Read through the data below and state how many of its lines contain the word "BigInt", adding nothing.

----- DATASET RECORDS -----

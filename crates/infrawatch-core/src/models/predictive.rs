//! 예측 유지보수 모델.

use serde::{Deserialize, Serialize};

/// 예측 신뢰도
#[derive(Debug, Clone, Copy, Default, PartialEq, Eq, Hash, Serialize, Deserialize)]
pub enum Confidence {
    High,
    #[default]
    Medium,
    Low,
}

/// 장애 위험 플래그. 어떤 메트릭 카드에 "Failure Risk" 배지를 붙일지 결정
#[derive(Debug, Clone, Default, PartialEq, Serialize, Deserialize)]
pub struct PredictiveFlag {
    pub server_name: String,
    /// 짧은 코드 (Prod, Dev ...)
    pub environment: String,
    #[serde(default)]
    pub predicted_issue: String,
    #[serde(default)]
    pub confidence: Confidence,
}

/// 서버 단위 예측 분석 상세
#[derive(Debug, Clone, Default, PartialEq, Serialize, Deserialize)]
pub struct PredictiveAnalysis {
    #[serde(default)]
    pub predicted_issue: String,
    #[serde(default)]
    pub preventive_actions: Vec<String>,
    #[serde(default)]
    pub current_state_summary: String,
    #[serde(default)]
    pub confidence: Confidence,
    #[serde(default)]
    pub prediction_timestamp: Option<String>,
}
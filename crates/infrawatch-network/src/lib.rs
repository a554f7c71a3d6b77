//! # infrawatch-network
//!
//! 대시보드 백엔드 REST 어댑터.
//! `DashboardApi` 포트를 reqwest로 구현한다. 필터 센티널 제거, 실패 시 대체값,
//! 404 → `NotFound` 매핑을 한곳에서 처리한다.
//!
//! ## 사용 예시
//!
//! ```rust,ignore
//! use infrawatch_network::http_client::HttpDashboardClient;
//!
//! let client = HttpDashboardClient::new("http://localhost:8000", "/api", Duration::from_secs(10))?;
//! let metrics = client.server_metrics(&Selection::all()).await;
//! ```

pub mod http_client;
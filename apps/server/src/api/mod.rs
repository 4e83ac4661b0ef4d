mod lms;
mod webhook;

use std::sync::Arc;

use axum::{routing::get, Router};

use crate::main_lib::AppState;

pub fn app_router(state: Arc<AppState>) -> Router {
    Router::new()
        .merge(lms::router())
        .merge(webhook::router())
        .route("/health", get(|| async { "OK" }))
        .with_state(state)
}
//! Idempotent upserts of raw remote entities keyed by remote id.

use async_trait::async_trait;
use chrono::Utc;
use diesel::prelude::*;
use diesel::r2d2::{self, Pool};
use diesel::sql_query;
use diesel::sql_types::{BigInt, Nullable, Text};
use diesel::sqlite::SqliteConnection;
use serde_json::Value;
use std::collections::HashMap;
use std::sync::Arc;

use lmsbridge_core::errors::{DatabaseError, Error, Result};
use lmsbridge_core::lms::{
    resolve_parent_id, resolve_remote_id, EntityKind, EntityUpsertStore, RawEntityRecord,
    UpsertSummary,
};

use super::adapters::default_entity_tables;
use super::model::EntityRowDB;
use crate::db::write_actor::WriteError;
use crate::db::{get_connection, WriteHandle};
use crate::errors::StorageError;

const ENTITY_COLUMNS: &str = "local_id, remote_id, parent_remote_id, payload, updated_at";

#[derive(QueryableByName)]
struct LocalIdRow {
    #[diesel(sql_type = BigInt)]
    local_id: i64,
}

enum ItemOutcome {
    Created,
    Updated,
}

pub struct LmsEntityRepository {
    pool: Arc<Pool<r2d2::ConnectionManager<SqliteConnection>>>,
    writer: WriteHandle,
    tables: Arc<HashMap<EntityKind, &'static str>>,
}

impl LmsEntityRepository {
    pub fn new(
        pool: Arc<Pool<r2d2::ConnectionManager<SqliteConnection>>>,
        writer: WriteHandle,
    ) -> Self {
        let tables = default_entity_tables()
            .into_iter()
            .map(|descriptor| (descriptor.kind, descriptor.table_name))
            .collect();
        Self {
            pool,
            writer,
            tables: Arc::new(tables),
        }
    }

    fn table_for(&self, kind: EntityKind) -> Result<&'static str> {
        self.tables.get(&kind).copied().ok_or_else(|| {
            Error::Database(DatabaseError::Internal(format!(
                "No table registered for entity kind '{}'",
                kind
            )))
        })
    }
}

fn upsert_one(
    conn: &mut SqliteConnection,
    table: &str,
    remote_id: &str,
    parent_remote_id: Option<&str>,
    payload: &str,
    now: &str,
) -> std::result::Result<ItemOutcome, WriteError> {
    let existing = sql_query(format!(
        "SELECT local_id FROM {} WHERE remote_id = ? LIMIT 1",
        table
    ))
    .bind::<Text, _>(remote_id)
    .get_result::<LocalIdRow>(conn)
    .optional()?;

    match existing {
        Some(row) => {
            sql_query(format!(
                "UPDATE {} SET parent_remote_id = COALESCE(?, parent_remote_id), \
                 payload = ?, updated_at = ? WHERE local_id = ?",
                table
            ))
            .bind::<Nullable<Text>, _>(parent_remote_id)
            .bind::<Text, _>(payload)
            .bind::<Text, _>(now)
            .bind::<BigInt, _>(row.local_id)
            .execute(conn)?;
            Ok(ItemOutcome::Updated)
        }
        None => {
            sql_query(format!(
                "INSERT INTO {} (remote_id, parent_remote_id, payload, updated_at) \
                 VALUES (?, ?, ?, ?)",
                table
            ))
            .bind::<Text, _>(remote_id)
            .bind::<Nullable<Text>, _>(parent_remote_id)
            .bind::<Text, _>(payload)
            .bind::<Text, _>(now)
            .execute(conn)?;
            Ok(ItemOutcome::Created)
        }
    }
}

#[async_trait]
impl EntityUpsertStore for LmsEntityRepository {
    async fn upsert_entities(
        &self,
        kind: EntityKind,
        parent_remote_id: Option<String>,
        items: Vec<Value>,
    ) -> Result<UpsertSummary> {
        let table = self.table_for(kind)?;
        if items.is_empty() {
            return Ok(UpsertSummary::default());
        }

        self.writer
            .exec(move |conn| {
                let now = Utc::now().to_rfc3339();
                let mut summary = UpsertSummary::default();

                for item in items {
                    let parent = resolve_parent_id(kind, &item, parent_remote_id.as_deref());
                    let Some(remote_id) = resolve_remote_id(kind, &item, parent.as_deref())
                    else {
                        summary.record_failure(None, format!("{} payload has no remote id", kind));
                        continue;
                    };
                    let payload = match serde_json::to_string(&item) {
                        Ok(payload) => payload,
                        Err(e) => {
                            summary.record_failure(Some(remote_id), e.to_string());
                            continue;
                        }
                    };

                    // Savepoint per item so one bad row leaves the rest of the batch intact.
                    let outcome = conn.transaction::<ItemOutcome, WriteError, _>(|item_conn| {
                        upsert_one(
                            item_conn,
                            table,
                            &remote_id,
                            parent.as_deref(),
                            &payload,
                            &now,
                        )
                    });
                    match outcome {
                        Ok(ItemOutcome::Created) => summary.created += 1,
                        Ok(ItemOutcome::Updated) => summary.updated += 1,
                        Err(e) => {
                            let message = Error::from(e).to_string();
                            log::warn!(
                                "[Storage] Failed to upsert {} {}: {}",
                                kind,
                                remote_id,
                                message
                            );
                            summary.record_failure(Some(remote_id), message);
                        }
                    }
                }

                log::debug!(
                    "[Storage] Upserted {} {} ({} created, {} updated, {} failed)",
                    summary.count(),
                    kind.plural(),
                    summary.created,
                    summary.updated,
                    summary.failed.len()
                );
                Ok(summary)
            })
            .await
    }

    fn get_entity(&self, kind: EntityKind, remote_id: &str) -> Result<Option<RawEntityRecord>> {
        let table = self.table_for(kind)?;
        let mut conn = get_connection(&self.pool)?;
        let row = sql_query(format!(
            "SELECT {} FROM {} WHERE remote_id = ? LIMIT 1",
            ENTITY_COLUMNS, table
        ))
        .bind::<Text, _>(remote_id)
        .get_result::<EntityRowDB>(&mut conn)
        .optional()
        .map_err(StorageError::from)?;

        match row {
            Some(row) => Ok(Some(row.into_record(kind)?)),
            None => Ok(None),
        }
    }

    fn list_entities(
        &self,
        kind: EntityKind,
        parent_remote_id: Option<&str>,
    ) -> Result<Vec<RawEntityRecord>> {
        let table = self.table_for(kind)?;
        let mut conn = get_connection(&self.pool)?;
        let rows = match parent_remote_id {
            Some(parent) => sql_query(format!(
                "SELECT {} FROM {} WHERE parent_remote_id = ? ORDER BY local_id",
                ENTITY_COLUMNS, table
            ))
            .bind::<Text, _>(parent)
            .load::<EntityRowDB>(&mut conn),
            None => sql_query(format!(
                "SELECT {} FROM {} ORDER BY local_id",
                ENTITY_COLUMNS, table
            ))
            .load::<EntityRowDB>(&mut conn),
        }
        .map_err(StorageError::from)?;

        rows.into_iter()
            .map(|row| row.into_record(kind).map_err(Error::from))
            .collect()
    }
}
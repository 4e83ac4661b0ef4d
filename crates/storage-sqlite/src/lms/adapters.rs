//! Maps each entity kind to the table that mirrors it.

use lmsbridge_core::lms::EntityKind;

#[derive(Debug, Clone)]
pub struct EntityTableDescriptor {
    pub kind: EntityKind,
    pub table_name: &'static str,
}

pub fn default_entity_tables() -> Vec<EntityTableDescriptor> {
    vec![
        EntityTableDescriptor {
            kind: EntityKind::Course,
            table_name: "lms_courses",
        },
        EntityTableDescriptor {
            kind: EntityKind::Enrollment,
            table_name: "lms_enrollments",
        },
        EntityTableDescriptor {
            kind: EntityKind::Assignment,
            table_name: "lms_assignments",
        },
        EntityTableDescriptor {
            kind: EntityKind::Submission,
            table_name: "lms_submissions",
        },
    ]
}
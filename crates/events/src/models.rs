use serde::{Deserialize, Serialize};
use std::collections::BTreeMap;

pub const FIELD_PAYLOAD: &str = "payload";
/// Hex of a body that is not valid UTF-8, kept in place of `payload`.
pub const FIELD_PAYLOAD_HEX: &str = "payload_hex";
pub const FIELD_RECEIVED_AT: &str = "received_at";
pub const FIELD_REQUEST_ID: &str = "request_id";
pub const FIELD_EVENT_TYPE: &str = "event_type";
pub const FIELD_SHARD: &str = "shard";
pub const FIELD_REASON: &str = "reason";
pub const FIELD_ORIGINAL_ID: &str = "original_id";

/// One stream record: the id the stream assigned plus flat string fields.
#[derive(Debug, Clone, PartialEq, Eq, Serialize, Deserialize)]
pub struct StreamEntry {
    pub id: String,
    pub fields: BTreeMap<String, String>,
}

impl StreamEntry {
    pub fn field(&self, name: &str) -> Option<&str> {
        self.fields.get(name).map(String::as_str)
    }

    pub fn payload(&self) -> Option<&str> {
        self.field(FIELD_PAYLOAD)
    }

    pub fn event_type(&self) -> Option<&str> {
        self.field(FIELD_EVENT_TYPE)
    }
}

/// A pending entry taken over from an idle consumer.
#[derive(Debug, Clone, PartialEq, Eq)]
pub struct ClaimedEntry {
    pub entry: StreamEntry,
    /// Delivery count including this claim.
    pub deliveries: u64,
}

/// Request headers of an inbound push, with case-insensitive lookup.
#[derive(Debug, Clone, Default)]
pub struct InboundHeaders {
    pairs: Vec<(String, String)>,
}

impl InboundHeaders {
    pub fn from_pairs<I, K, V>(pairs: I) -> Self
    where
        I: IntoIterator<Item = (K, V)>,
        K: AsRef<str>,
        V: Into<String>,
    {
        Self {
            pairs: pairs
                .into_iter()
                .map(|(name, value)| (name.as_ref().trim().to_ascii_lowercase(), value.into()))
                .collect(),
        }
    }

    pub fn get(&self, name: &str) -> Option<&str> {
        let name = name.to_ascii_lowercase();
        self.find(|header| header == name)
    }

    /// First value whose (lowercased) header name satisfies `pred`.
    pub fn find(&self, pred: impl Fn(&str) -> bool) -> Option<&str> {
        self.pairs
            .iter()
            .find(|(name, _)| pred(name))
            .map(|(_, value)| value.as_str())
    }
}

-----

> **RESULT OF THIS TASK**
3